§ What you should do:
For the word "ModelFlavor", state how many lines below contain it. Give no other text.

◇ ◇ ◇ ◇ ◇ ◇ ◇

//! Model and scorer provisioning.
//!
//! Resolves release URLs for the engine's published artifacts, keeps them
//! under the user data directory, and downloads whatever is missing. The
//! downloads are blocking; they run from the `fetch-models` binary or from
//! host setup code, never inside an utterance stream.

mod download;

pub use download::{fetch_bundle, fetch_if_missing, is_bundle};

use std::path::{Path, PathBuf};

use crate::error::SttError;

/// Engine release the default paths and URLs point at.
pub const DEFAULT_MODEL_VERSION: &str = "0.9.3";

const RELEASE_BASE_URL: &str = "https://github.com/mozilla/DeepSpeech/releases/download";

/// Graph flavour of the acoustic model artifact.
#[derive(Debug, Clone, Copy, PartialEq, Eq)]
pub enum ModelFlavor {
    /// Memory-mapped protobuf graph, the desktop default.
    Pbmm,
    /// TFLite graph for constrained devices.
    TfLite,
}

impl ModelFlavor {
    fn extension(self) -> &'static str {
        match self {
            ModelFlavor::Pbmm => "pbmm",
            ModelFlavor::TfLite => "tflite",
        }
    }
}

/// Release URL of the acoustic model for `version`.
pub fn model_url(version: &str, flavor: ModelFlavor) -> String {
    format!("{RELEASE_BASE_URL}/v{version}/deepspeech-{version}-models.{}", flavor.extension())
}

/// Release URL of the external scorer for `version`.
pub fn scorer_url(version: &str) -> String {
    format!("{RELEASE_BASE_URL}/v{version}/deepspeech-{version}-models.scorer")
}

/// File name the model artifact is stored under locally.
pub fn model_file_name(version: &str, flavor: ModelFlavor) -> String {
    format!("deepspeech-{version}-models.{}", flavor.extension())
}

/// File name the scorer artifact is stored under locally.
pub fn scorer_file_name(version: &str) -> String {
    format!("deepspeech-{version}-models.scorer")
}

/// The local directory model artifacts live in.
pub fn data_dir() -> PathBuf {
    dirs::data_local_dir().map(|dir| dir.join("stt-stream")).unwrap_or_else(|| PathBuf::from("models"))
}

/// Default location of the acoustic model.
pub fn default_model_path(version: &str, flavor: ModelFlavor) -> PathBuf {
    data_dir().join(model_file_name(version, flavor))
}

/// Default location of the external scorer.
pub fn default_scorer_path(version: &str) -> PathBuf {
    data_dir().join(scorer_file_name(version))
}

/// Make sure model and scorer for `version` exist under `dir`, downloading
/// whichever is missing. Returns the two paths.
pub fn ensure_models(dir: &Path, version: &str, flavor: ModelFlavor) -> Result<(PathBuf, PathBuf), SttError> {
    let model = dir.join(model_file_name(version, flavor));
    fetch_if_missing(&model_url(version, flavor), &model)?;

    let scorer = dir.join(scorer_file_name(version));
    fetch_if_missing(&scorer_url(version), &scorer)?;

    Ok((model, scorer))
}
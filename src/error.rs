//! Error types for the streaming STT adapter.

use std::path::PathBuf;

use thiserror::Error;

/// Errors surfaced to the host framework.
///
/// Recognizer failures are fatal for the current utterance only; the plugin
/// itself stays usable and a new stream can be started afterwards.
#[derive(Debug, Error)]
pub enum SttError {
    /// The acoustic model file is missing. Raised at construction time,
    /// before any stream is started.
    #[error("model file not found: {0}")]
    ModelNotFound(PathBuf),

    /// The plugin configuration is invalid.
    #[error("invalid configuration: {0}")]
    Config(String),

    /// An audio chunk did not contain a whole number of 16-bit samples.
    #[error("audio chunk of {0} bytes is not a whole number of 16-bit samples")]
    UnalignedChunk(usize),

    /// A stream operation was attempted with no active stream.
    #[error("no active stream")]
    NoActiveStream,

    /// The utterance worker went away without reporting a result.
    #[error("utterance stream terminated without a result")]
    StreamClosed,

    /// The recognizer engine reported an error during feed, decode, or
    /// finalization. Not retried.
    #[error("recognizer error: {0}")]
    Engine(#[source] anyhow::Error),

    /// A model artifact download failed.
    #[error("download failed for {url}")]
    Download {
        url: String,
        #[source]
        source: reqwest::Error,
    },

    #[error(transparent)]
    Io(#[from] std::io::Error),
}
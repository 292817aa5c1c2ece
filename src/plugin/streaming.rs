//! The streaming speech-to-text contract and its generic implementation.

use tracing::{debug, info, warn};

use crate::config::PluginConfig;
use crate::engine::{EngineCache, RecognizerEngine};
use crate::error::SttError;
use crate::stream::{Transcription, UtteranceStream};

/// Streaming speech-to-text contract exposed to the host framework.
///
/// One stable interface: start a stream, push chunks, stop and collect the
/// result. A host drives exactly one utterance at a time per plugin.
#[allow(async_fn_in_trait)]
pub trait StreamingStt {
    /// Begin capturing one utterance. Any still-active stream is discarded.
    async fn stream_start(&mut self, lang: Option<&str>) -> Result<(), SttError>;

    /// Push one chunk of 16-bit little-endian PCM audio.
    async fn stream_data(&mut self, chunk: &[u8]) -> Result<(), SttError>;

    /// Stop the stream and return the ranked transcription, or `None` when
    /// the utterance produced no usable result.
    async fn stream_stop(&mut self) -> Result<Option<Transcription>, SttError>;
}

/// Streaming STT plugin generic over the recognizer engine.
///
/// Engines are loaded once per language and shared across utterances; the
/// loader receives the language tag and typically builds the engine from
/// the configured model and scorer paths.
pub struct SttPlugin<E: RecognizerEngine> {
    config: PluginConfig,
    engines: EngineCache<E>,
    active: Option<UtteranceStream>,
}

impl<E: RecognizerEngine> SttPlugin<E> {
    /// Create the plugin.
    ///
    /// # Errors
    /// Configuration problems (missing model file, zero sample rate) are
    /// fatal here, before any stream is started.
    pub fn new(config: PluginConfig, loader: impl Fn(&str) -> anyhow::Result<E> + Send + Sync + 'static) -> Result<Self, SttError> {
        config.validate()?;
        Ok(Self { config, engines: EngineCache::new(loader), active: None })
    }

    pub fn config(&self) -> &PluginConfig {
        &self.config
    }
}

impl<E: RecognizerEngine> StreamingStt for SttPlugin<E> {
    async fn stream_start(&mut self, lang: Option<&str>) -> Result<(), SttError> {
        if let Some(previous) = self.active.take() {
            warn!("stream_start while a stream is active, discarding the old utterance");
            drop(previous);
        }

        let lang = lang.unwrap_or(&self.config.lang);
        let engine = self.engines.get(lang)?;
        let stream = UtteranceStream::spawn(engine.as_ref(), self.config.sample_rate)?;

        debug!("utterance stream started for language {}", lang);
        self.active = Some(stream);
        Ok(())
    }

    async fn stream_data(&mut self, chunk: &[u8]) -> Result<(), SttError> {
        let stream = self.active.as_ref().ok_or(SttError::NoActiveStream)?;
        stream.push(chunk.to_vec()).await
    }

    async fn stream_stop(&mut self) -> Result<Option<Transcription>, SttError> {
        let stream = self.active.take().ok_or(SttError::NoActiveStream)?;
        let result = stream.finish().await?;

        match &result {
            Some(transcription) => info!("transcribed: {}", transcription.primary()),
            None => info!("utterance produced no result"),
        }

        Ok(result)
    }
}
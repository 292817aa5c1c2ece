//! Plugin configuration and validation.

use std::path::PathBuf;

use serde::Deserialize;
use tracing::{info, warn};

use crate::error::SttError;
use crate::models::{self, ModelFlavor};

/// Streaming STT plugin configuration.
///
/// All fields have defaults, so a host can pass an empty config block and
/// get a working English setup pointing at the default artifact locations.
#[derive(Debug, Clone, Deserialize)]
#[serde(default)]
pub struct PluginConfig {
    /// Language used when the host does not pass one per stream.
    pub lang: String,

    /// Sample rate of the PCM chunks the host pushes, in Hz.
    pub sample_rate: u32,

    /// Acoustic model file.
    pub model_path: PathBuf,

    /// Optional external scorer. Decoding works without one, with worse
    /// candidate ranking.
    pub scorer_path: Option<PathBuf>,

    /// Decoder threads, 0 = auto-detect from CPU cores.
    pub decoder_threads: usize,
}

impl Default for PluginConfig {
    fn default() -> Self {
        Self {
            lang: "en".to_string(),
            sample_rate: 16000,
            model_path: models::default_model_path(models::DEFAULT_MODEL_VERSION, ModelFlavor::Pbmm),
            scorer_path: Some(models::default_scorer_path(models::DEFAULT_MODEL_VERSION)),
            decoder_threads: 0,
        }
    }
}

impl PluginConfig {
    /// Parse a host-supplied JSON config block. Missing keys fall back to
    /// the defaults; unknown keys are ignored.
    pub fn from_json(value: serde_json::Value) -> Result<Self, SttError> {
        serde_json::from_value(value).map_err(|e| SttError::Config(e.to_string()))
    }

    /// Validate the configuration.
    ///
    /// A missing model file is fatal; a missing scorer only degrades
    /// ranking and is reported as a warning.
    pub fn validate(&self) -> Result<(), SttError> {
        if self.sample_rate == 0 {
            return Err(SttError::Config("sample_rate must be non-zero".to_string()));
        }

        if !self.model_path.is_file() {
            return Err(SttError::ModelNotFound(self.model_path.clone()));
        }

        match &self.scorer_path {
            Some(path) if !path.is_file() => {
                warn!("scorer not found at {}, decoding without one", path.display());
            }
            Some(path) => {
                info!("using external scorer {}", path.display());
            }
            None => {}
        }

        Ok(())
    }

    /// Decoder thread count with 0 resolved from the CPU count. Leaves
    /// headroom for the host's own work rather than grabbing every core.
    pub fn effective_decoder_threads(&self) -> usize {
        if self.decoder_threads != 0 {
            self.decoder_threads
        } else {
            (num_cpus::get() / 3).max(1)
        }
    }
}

◇ ◇ ◇ ◇ ◇ ◇ ◇

§ Written reply:
10